**DATASET CONTENT**
--------------------------------------------------

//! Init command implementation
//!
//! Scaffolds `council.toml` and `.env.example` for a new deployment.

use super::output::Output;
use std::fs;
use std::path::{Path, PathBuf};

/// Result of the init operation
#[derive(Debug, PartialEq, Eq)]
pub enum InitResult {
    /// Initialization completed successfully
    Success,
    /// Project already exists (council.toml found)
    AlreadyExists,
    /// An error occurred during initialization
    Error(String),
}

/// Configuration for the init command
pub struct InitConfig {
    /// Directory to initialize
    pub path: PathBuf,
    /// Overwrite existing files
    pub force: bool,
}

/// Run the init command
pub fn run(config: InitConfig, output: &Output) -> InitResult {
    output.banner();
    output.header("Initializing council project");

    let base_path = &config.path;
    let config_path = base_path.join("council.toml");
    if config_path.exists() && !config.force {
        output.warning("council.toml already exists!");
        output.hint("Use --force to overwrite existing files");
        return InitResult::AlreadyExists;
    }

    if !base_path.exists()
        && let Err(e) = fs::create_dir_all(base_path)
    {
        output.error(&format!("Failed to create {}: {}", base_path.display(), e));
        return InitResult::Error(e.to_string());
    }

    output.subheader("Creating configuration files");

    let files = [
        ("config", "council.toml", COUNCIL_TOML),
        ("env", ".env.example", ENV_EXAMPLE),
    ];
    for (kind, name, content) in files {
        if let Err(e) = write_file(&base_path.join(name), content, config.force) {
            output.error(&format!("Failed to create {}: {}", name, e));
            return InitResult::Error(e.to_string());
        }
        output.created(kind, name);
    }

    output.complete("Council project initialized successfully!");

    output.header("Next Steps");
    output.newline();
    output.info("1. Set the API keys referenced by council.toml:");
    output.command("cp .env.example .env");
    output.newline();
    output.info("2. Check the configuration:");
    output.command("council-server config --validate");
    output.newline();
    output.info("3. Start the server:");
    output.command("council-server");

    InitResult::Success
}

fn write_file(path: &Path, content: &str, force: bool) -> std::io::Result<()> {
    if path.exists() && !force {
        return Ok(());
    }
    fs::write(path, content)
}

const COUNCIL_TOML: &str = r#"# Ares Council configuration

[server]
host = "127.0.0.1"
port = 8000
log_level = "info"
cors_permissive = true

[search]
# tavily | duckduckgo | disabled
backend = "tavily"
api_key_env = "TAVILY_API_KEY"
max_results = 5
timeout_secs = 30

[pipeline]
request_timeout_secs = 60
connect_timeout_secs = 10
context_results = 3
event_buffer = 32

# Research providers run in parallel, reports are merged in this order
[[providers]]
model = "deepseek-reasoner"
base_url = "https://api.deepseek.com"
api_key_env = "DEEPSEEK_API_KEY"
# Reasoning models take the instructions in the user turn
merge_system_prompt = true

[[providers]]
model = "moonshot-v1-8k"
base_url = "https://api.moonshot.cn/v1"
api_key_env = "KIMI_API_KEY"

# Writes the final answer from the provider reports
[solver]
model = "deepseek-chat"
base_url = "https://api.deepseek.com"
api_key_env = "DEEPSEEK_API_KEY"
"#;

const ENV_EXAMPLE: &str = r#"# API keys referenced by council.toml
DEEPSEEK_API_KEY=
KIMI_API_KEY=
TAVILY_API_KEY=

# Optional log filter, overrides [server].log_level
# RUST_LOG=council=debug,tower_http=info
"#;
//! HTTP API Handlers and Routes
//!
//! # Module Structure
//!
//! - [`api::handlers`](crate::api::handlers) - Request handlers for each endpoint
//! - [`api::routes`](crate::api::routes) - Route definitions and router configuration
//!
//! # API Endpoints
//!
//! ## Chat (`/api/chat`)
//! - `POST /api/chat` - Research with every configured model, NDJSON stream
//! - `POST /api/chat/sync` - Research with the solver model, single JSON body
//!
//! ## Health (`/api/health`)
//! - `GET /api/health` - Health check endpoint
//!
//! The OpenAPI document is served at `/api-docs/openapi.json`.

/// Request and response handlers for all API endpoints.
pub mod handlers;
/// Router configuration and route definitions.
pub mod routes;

--------------------------------------------------

**WHAT TO WORK ON**
All lines in the records that contain "solver" are to be copied and returned.

**ANSWER AREA**
[solver]
//! - `POST /api/chat/sync` - Research with the solver model, single JSON body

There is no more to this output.